To do
Print, from the listing below, the lines starting at the line containing "use unicode_segmentation::UnicodeSegmentation;" and ending at the line containing "by further editing.", exactly as they stand, and print nothing else.

Task inputs

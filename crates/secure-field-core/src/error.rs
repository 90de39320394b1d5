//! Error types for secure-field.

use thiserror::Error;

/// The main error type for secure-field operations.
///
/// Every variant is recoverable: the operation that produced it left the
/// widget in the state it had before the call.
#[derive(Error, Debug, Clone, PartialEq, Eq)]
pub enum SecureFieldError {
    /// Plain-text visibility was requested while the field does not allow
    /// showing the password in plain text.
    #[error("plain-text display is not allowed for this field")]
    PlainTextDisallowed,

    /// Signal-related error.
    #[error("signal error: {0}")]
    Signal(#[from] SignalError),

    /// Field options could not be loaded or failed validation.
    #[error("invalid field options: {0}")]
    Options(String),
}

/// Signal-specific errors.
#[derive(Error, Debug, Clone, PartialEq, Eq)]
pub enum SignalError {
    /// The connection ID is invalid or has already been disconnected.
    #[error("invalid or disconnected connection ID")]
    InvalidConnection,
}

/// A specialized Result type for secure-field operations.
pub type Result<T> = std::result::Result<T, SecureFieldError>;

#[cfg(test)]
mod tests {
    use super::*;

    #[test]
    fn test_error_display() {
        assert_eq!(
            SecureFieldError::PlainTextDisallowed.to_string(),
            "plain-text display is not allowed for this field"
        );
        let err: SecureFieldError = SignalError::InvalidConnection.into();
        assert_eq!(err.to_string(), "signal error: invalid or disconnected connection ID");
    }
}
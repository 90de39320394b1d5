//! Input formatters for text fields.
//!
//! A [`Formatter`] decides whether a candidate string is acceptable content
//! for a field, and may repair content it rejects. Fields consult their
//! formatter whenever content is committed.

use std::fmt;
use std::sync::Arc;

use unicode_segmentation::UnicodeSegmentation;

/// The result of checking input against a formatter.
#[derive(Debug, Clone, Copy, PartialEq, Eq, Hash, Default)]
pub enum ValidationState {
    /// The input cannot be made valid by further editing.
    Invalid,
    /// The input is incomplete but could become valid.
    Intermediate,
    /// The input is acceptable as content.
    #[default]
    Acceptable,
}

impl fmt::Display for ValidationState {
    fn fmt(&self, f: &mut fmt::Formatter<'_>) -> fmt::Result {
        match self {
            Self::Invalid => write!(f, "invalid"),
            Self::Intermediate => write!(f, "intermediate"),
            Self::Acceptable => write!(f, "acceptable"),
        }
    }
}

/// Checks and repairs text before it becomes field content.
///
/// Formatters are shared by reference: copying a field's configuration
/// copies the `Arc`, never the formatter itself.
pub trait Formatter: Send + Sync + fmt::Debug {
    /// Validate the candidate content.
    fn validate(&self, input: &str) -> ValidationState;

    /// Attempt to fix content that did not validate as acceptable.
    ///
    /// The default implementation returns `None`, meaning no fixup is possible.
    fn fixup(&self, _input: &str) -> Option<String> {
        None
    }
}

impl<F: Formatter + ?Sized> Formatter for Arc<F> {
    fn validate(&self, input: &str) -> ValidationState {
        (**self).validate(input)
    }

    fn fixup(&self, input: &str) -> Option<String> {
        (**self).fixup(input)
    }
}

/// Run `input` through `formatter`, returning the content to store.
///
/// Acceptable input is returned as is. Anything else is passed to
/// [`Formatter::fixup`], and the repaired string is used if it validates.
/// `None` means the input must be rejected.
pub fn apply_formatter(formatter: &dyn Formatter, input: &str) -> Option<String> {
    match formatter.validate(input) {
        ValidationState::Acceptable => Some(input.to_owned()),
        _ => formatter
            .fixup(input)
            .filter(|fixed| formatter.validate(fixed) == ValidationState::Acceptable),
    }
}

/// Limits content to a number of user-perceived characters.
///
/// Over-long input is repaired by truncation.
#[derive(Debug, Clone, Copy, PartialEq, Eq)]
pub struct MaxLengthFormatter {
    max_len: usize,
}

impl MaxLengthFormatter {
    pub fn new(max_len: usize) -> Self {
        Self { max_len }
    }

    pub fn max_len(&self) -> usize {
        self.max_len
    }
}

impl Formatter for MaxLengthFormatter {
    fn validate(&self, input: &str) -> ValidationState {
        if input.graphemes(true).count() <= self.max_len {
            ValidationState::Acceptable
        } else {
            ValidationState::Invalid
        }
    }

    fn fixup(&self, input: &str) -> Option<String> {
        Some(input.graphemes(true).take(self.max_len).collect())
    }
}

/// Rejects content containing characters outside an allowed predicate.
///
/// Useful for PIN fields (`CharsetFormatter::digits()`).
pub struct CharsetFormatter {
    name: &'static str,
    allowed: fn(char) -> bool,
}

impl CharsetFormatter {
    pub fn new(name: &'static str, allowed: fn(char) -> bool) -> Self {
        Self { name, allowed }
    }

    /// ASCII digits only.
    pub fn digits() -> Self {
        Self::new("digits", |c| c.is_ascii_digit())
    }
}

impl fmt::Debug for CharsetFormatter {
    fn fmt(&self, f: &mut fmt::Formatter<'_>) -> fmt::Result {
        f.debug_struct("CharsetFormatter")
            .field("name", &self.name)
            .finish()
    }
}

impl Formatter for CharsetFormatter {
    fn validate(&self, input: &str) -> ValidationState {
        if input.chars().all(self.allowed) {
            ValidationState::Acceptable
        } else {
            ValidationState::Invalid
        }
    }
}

Answer section
use unicode_segmentation::UnicodeSegmentation;

/// The result of checking input against a formatter.
#[derive(Debug, Clone, Copy, PartialEq, Eq, Hash, Default)]
pub enum ValidationState {
    /// The input cannot be made valid by further editing.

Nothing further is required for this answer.